* Activity:
Return each entry below without any alteration.
*** Exercise data ***
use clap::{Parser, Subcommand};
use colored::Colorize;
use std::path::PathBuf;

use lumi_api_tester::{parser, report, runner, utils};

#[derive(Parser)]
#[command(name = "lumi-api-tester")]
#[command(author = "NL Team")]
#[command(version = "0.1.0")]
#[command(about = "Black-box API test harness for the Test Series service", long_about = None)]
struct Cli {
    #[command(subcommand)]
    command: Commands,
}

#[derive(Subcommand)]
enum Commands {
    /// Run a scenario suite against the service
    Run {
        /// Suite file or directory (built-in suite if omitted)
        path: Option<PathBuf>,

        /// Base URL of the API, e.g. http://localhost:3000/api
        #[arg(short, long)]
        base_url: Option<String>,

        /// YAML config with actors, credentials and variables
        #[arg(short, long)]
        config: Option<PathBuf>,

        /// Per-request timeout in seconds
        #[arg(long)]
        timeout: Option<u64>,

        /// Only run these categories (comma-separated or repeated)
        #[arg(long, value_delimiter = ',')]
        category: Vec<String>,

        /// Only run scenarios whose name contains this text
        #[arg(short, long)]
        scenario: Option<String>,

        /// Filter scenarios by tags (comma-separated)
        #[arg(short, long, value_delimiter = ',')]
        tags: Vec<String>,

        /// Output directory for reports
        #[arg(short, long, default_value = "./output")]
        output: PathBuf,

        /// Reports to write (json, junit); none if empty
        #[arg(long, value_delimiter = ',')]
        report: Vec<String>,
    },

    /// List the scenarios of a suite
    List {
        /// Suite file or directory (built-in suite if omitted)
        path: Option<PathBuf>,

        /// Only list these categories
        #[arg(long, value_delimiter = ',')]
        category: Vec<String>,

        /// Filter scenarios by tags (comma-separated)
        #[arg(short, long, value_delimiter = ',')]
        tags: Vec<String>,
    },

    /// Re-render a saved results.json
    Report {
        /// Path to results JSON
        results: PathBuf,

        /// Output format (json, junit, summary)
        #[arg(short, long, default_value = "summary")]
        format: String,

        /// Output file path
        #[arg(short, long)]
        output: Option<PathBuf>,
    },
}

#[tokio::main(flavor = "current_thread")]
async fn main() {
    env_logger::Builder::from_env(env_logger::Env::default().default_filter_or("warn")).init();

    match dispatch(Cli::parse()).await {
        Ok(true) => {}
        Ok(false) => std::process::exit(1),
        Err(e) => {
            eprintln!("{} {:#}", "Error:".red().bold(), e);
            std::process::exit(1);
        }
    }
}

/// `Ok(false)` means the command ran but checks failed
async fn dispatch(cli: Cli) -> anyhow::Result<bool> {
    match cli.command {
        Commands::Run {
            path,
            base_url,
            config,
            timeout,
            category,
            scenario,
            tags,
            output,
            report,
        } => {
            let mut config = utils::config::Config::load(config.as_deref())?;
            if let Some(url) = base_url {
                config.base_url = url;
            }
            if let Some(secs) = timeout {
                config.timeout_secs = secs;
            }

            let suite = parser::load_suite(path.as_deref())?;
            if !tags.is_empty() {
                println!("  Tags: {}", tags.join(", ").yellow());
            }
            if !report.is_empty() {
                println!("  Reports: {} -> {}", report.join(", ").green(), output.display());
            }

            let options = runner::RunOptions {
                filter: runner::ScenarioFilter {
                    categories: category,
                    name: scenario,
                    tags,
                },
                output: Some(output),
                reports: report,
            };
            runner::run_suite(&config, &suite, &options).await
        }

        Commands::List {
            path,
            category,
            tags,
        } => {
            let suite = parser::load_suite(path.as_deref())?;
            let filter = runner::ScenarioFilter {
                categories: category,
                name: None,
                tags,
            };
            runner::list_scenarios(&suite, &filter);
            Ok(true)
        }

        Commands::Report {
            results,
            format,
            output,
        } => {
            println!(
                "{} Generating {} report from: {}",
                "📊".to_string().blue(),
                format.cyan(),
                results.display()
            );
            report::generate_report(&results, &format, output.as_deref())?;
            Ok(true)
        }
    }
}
***
* Reply to the task:
use clap::{Parser, Subcommand};
use colored::Colorize;
use std::path::PathBuf;

use lumi_api_tester::{parser, report, runner, utils};

#[derive(Parser)]
#[command(name = "lumi-api-tester")]
#[command(author = "NL Team")]
#[command(version = "0.1.0")]
#[command(about = "Black-box API test harness for the Test Series service", long_about = None)]
struct Cli {
    #[command(subcommand)]
    command: Commands,
}

#[derive(Subcommand)]
enum Commands {
    /// Run a scenario suite against the service
    Run {
        /// Suite file or directory (built-in suite if omitted)
        path: Option<PathBuf>,

        /// Base URL of the API, e.g. http://localhost:3000/api
        #[arg(short, long)]
        base_url: Option<String>,

        /// YAML config with actors, credentials and variables
        #[arg(short, long)]
        config: Option<PathBuf>,

        /// Per-request timeout in seconds
        #[arg(long)]
        timeout: Option<u64>,

        /// Only run these categories (comma-separated or repeated)
        #[arg(long, value_delimiter = ',')]
        category: Vec<String>,

        /// Only run scenarios whose name contains this text
        #[arg(short, long)]
        scenario: Option<String>,

        /// Filter scenarios by tags (comma-separated)
        #[arg(short, long, value_delimiter = ',')]
        tags: Vec<String>,

        /// Output directory for reports
        #[arg(short, long, default_value = "./output")]
        output: PathBuf,

        /// Reports to write (json, junit); none if empty
        #[arg(long, value_delimiter = ',')]
        report: Vec<String>,
    },

    /// List the scenarios of a suite
    List {
        /// Suite file or directory (built-in suite if omitted)
        path: Option<PathBuf>,

        /// Only list these categories
        #[arg(long, value_delimiter = ',')]
        category: Vec<String>,

        /// Filter scenarios by tags (comma-separated)
        #[arg(short, long, value_delimiter = ',')]
        tags: Vec<String>,
    },

    /// Re-render a saved results.json
    Report {
        /// Path to results JSON
        results: PathBuf,

        /// Output format (json, junit, summary)
        #[arg(short, long, default_value = "summary")]
        format: String,

        /// Output file path
        #[arg(short, long)]
        output: Option<PathBuf>,
    },
}

#[tokio::main(flavor = "current_thread")]
async fn main() {
    env_logger::Builder::from_env(env_logger::Env::default().default_filter_or("warn")).init();

    match dispatch(Cli::parse()).await {
        Ok(true) => {}
        Ok(false) => std::process::exit(1),
        Err(e) => {
            eprintln!("{} {:#}", "Error:".red().bold(), e);
            std::process::exit(1);
        }
    }
}

/// `Ok(false)` means the command ran but checks failed
async fn dispatch(cli: Cli) -> anyhow::Result<bool> {
    match cli.command {
        Commands::Run {
            path,
            base_url,
            config,
            timeout,
            category,
            scenario,
            tags,
            output,
            report,
        } => {
            let mut config = utils::config::Config::load(config.as_deref())?;
            if let Some(url) = base_url {
                config.base_url = url;
            }
            if let Some(secs) = timeout {
                config.timeout_secs = secs;
            }

            let suite = parser::load_suite(path.as_deref())?;
            if !tags.is_empty() {
                println!("  Tags: {}", tags.join(", ").yellow());
            }
            if !report.is_empty() {
                println!("  Reports: {} -> {}", report.join(", ").green(), output.display());
            }

            let options = runner::RunOptions {
                filter: runner::ScenarioFilter {
                    categories: category,
                    name: scenario,
                    tags,
                },
                output: Some(output),
                reports: report,
            };
            runner::run_suite(&config, &suite, &options).await
        }

        Commands::List {
            path,
            category,
            tags,
        } => {
            let suite = parser::load_suite(path.as_deref())?;
            let filter = runner::ScenarioFilter {
                categories: category,
                name: None,
                tags,
            };
            runner::list_scenarios(&suite, &filter);
            Ok(true)
        }

        Commands::Report {
            results,
            format,
            output,
        } => {
            println!(
                "{} Generating {} report from: {}",
                "📊".to_string().blue(),
                format.cyan(),
                results.display()
            );
            report::generate_report(&results, &format, output.as_deref())?;
            Ok(true)
        }
    }
}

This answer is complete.